### AIM OF THE EXERCISE
Within the data below, count the lines that include "enum" and give only the count.

AVAILABLE DATA START

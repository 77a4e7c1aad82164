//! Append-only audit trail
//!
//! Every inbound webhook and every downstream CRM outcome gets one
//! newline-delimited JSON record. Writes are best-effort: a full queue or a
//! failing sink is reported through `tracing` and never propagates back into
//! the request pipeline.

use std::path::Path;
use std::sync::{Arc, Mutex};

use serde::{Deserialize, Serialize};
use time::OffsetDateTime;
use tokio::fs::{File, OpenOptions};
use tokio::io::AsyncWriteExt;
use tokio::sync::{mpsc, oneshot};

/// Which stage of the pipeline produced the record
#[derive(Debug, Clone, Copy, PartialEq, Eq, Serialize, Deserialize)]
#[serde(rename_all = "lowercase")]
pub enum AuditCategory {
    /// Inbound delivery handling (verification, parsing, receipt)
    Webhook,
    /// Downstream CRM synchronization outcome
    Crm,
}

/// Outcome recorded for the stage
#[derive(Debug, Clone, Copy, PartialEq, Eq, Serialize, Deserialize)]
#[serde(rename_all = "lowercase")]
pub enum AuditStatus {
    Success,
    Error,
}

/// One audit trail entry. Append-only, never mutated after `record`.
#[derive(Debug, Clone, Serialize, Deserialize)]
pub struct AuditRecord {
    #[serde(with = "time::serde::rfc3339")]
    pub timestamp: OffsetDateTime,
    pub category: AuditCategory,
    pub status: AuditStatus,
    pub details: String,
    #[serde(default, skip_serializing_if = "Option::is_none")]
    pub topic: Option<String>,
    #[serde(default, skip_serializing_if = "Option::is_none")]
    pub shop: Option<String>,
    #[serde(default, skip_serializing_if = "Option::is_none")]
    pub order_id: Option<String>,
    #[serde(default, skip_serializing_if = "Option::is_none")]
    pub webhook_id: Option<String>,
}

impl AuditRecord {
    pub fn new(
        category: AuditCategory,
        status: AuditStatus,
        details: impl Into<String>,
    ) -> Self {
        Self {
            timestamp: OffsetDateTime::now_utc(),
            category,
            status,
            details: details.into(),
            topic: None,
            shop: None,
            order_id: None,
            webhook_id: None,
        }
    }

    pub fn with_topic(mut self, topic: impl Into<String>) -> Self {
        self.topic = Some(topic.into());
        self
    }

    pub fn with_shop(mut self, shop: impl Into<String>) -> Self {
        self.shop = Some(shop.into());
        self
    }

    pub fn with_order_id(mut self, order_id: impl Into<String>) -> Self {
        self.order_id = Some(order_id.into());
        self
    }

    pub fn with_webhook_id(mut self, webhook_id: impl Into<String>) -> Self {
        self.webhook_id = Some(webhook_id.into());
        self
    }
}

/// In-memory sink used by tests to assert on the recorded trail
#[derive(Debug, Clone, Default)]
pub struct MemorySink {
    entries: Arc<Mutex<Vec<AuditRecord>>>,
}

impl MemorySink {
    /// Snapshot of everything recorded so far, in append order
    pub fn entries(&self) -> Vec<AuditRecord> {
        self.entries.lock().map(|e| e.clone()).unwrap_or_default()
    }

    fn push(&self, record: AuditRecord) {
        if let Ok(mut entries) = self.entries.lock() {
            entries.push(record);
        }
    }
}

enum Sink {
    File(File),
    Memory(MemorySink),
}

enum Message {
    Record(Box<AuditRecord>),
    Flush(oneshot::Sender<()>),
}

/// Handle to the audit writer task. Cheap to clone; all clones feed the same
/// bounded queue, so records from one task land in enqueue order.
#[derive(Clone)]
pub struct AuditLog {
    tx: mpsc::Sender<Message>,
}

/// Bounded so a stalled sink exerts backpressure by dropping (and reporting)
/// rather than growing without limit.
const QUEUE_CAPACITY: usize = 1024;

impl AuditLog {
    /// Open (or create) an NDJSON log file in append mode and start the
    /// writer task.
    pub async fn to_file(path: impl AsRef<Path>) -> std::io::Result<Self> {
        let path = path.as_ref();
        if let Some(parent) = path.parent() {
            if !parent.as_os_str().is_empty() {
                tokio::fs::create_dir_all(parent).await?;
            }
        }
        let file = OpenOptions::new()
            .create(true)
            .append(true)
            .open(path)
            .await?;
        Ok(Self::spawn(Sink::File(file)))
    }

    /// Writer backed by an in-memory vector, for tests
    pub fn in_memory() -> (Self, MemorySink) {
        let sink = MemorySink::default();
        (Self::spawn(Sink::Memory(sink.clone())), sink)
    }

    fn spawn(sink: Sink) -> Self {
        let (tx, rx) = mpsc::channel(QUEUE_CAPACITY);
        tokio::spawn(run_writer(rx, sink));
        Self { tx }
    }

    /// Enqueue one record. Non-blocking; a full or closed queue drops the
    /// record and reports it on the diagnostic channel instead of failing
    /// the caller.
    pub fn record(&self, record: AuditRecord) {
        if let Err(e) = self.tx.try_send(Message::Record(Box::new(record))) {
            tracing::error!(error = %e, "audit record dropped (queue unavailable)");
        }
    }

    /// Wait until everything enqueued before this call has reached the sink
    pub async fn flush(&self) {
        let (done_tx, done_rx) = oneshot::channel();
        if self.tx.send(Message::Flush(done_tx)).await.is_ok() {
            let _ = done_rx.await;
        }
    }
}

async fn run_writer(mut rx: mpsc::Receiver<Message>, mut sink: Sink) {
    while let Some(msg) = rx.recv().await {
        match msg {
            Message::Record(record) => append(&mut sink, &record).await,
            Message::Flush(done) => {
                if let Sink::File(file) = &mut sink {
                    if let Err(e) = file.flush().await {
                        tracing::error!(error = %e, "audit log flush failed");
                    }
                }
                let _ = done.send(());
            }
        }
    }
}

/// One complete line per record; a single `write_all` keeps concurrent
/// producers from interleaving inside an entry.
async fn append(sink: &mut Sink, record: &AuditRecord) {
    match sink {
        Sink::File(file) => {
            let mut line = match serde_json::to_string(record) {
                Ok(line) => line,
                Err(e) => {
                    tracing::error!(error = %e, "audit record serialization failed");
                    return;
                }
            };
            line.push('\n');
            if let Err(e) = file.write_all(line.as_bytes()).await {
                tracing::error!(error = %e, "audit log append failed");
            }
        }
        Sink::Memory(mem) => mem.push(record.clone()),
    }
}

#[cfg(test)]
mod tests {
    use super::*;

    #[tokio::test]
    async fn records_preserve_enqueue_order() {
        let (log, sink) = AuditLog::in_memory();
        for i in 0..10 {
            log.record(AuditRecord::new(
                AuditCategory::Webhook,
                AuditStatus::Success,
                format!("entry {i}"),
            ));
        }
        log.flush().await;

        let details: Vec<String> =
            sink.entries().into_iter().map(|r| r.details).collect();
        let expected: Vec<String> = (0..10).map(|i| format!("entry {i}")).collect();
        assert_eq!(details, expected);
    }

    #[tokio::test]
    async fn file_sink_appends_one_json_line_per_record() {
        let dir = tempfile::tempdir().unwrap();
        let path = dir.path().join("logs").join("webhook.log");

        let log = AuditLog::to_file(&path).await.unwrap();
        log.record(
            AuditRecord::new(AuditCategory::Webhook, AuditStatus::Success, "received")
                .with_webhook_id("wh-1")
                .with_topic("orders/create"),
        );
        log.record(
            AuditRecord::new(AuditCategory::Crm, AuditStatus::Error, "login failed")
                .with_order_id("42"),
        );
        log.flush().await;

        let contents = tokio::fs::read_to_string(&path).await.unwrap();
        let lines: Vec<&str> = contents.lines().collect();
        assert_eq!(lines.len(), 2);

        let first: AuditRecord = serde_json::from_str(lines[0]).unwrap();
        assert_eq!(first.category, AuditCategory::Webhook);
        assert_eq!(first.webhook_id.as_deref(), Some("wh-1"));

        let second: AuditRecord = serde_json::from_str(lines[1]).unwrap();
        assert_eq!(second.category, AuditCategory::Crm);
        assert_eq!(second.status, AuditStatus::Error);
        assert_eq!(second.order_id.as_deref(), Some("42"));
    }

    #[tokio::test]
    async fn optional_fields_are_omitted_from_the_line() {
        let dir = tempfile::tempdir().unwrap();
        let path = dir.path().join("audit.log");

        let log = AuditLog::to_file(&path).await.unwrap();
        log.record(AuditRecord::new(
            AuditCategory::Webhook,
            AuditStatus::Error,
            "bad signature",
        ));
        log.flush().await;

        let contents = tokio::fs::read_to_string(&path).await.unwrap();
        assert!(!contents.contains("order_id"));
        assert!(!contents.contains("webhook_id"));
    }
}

AVAILABLE DATA END
AVAILABLE DATA START

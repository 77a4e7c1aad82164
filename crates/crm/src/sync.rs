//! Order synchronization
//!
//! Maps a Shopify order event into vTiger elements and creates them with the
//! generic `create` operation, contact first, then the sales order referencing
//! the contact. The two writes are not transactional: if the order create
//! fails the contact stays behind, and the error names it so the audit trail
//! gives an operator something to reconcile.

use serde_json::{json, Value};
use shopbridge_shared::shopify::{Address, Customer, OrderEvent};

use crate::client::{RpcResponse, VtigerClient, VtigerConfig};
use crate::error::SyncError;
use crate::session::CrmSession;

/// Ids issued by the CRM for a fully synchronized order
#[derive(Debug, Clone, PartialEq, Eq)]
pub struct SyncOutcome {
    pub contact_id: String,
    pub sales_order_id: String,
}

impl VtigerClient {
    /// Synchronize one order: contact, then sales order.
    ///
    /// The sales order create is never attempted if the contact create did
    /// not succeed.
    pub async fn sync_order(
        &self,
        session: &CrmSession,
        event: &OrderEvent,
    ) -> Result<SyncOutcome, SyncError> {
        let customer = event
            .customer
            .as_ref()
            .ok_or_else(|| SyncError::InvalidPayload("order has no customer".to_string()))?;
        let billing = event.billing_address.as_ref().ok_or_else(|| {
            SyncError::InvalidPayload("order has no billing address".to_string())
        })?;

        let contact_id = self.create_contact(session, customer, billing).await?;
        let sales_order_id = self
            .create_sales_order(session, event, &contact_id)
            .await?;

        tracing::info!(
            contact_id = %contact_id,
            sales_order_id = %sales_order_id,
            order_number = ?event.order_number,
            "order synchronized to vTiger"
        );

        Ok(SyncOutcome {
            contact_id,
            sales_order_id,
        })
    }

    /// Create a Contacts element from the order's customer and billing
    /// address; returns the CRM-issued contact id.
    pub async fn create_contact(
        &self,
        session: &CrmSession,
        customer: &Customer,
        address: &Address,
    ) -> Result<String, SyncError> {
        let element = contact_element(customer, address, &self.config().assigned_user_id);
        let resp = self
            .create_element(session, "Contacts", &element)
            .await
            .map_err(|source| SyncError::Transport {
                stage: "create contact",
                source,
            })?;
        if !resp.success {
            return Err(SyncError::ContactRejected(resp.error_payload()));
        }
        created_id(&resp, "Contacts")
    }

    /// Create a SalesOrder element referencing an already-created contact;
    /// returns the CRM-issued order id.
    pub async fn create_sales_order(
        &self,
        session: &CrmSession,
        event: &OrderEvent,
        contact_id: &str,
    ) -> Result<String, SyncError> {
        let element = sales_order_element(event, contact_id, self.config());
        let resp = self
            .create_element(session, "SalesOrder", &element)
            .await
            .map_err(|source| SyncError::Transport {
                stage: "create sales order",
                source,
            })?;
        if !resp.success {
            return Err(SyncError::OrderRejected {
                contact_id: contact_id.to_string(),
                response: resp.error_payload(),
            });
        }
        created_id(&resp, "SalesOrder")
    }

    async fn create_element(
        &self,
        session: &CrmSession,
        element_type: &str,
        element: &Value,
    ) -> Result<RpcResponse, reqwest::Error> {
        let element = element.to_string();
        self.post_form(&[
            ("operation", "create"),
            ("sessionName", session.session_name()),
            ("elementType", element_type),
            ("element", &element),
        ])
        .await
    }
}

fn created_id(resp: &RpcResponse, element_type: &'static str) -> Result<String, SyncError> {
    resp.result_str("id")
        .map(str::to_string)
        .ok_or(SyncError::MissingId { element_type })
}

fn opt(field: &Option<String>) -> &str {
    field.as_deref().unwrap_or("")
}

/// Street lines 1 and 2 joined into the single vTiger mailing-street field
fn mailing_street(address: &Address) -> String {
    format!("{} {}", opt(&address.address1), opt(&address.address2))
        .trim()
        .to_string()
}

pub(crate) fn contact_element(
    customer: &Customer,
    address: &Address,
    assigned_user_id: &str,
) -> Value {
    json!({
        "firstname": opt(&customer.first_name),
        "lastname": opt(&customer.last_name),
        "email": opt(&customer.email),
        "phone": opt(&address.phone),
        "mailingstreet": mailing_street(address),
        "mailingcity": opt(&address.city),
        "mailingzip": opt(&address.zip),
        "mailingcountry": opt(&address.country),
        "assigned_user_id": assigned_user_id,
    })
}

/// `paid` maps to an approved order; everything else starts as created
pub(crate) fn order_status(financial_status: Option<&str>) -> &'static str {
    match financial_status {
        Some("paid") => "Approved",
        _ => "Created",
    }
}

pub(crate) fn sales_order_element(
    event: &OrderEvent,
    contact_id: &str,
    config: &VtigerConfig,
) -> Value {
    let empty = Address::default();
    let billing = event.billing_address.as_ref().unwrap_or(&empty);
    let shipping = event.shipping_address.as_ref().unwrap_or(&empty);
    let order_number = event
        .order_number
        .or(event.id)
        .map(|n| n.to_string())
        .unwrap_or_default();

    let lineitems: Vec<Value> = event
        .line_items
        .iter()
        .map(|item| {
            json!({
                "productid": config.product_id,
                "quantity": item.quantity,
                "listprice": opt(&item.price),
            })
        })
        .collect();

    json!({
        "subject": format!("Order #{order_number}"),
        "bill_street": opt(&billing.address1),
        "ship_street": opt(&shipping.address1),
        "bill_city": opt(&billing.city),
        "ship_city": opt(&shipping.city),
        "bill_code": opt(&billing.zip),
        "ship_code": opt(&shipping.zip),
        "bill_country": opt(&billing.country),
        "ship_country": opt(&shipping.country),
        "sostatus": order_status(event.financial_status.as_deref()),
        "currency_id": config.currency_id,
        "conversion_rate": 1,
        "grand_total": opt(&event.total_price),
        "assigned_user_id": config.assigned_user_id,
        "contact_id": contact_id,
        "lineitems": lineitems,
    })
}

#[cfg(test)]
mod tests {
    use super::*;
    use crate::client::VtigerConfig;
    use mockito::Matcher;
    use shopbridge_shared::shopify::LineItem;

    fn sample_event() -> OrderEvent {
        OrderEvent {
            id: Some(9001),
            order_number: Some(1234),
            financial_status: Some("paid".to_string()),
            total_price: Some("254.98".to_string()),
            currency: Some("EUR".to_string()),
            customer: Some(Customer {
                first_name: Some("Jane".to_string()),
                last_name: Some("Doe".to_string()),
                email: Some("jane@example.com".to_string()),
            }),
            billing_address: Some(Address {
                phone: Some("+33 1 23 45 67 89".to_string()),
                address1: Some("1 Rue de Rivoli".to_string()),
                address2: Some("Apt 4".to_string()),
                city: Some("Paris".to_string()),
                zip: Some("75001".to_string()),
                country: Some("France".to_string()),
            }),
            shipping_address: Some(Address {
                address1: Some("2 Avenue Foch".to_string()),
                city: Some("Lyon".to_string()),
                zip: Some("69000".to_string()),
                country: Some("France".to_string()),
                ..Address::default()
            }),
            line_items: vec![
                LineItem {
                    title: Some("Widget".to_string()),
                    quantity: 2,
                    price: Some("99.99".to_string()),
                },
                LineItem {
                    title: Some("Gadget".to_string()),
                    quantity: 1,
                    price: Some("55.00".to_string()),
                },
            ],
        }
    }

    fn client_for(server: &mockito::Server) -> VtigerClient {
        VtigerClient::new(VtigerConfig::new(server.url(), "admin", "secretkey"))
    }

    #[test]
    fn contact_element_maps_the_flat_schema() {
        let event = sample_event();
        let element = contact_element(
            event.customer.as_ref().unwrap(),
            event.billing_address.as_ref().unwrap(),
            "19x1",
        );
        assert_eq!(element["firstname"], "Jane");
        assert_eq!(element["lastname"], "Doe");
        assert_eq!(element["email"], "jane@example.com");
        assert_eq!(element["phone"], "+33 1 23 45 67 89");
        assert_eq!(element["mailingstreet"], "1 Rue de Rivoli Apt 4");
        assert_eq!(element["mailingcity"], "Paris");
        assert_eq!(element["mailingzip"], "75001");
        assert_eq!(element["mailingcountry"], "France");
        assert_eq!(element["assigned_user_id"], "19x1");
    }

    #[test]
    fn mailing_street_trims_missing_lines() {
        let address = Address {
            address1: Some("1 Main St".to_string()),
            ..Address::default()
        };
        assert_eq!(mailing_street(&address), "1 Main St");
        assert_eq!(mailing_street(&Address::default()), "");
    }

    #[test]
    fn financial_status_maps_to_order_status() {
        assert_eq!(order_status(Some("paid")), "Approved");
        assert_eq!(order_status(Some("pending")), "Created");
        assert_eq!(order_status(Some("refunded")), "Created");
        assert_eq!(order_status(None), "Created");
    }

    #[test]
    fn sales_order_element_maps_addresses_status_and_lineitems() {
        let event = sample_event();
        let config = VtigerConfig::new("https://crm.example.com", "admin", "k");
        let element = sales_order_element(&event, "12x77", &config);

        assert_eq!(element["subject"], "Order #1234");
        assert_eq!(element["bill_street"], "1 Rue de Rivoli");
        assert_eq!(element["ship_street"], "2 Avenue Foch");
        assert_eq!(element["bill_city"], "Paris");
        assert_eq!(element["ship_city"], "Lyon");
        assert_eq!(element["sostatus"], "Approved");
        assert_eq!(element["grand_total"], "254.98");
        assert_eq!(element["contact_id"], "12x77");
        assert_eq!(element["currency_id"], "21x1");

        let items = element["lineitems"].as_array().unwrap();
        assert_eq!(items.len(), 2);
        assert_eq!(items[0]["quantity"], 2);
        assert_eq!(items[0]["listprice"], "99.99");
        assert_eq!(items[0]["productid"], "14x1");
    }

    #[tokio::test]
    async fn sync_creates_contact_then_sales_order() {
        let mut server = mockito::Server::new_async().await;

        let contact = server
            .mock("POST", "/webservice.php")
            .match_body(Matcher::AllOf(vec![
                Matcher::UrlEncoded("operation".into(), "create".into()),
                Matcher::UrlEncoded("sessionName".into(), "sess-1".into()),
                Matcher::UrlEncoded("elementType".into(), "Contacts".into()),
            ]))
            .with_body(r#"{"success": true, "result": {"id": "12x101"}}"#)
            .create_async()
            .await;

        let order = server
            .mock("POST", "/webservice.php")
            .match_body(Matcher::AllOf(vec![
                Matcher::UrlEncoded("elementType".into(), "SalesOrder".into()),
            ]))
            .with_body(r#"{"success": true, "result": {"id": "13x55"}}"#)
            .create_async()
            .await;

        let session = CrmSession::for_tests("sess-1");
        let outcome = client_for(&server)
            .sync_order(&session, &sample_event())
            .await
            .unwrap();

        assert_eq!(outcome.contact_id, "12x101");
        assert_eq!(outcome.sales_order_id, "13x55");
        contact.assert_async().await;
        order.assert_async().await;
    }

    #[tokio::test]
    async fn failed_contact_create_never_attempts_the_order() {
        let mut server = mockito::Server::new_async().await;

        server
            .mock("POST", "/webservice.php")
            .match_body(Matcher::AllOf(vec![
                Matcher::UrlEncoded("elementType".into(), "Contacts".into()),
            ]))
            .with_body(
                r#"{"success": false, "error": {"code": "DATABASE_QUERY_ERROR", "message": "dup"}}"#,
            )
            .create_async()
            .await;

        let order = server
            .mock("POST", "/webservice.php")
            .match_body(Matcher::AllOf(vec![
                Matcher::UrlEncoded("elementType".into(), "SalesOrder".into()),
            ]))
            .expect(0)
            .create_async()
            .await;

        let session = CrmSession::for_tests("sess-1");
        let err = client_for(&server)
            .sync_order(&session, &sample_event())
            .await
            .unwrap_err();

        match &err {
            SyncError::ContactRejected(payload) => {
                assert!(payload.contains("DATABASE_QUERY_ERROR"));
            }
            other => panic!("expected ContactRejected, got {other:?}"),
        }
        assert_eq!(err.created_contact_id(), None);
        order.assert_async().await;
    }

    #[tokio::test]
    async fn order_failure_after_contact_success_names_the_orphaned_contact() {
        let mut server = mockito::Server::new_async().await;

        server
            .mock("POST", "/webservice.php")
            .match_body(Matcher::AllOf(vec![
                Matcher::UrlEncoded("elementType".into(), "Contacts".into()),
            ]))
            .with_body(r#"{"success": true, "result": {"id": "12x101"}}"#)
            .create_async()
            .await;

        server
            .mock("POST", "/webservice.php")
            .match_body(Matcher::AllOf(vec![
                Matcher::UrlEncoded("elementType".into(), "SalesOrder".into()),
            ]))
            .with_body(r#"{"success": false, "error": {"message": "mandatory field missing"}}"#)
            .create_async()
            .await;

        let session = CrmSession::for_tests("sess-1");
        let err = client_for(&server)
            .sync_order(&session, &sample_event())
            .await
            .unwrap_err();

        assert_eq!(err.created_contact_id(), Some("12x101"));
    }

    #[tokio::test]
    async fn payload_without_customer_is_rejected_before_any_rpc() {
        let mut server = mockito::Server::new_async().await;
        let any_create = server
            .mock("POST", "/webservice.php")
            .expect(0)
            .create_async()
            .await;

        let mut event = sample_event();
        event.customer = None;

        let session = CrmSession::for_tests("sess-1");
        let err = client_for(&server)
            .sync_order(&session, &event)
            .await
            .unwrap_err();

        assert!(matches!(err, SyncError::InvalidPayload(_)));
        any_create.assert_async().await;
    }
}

AVAILABLE DATA END

### RESPONSE
4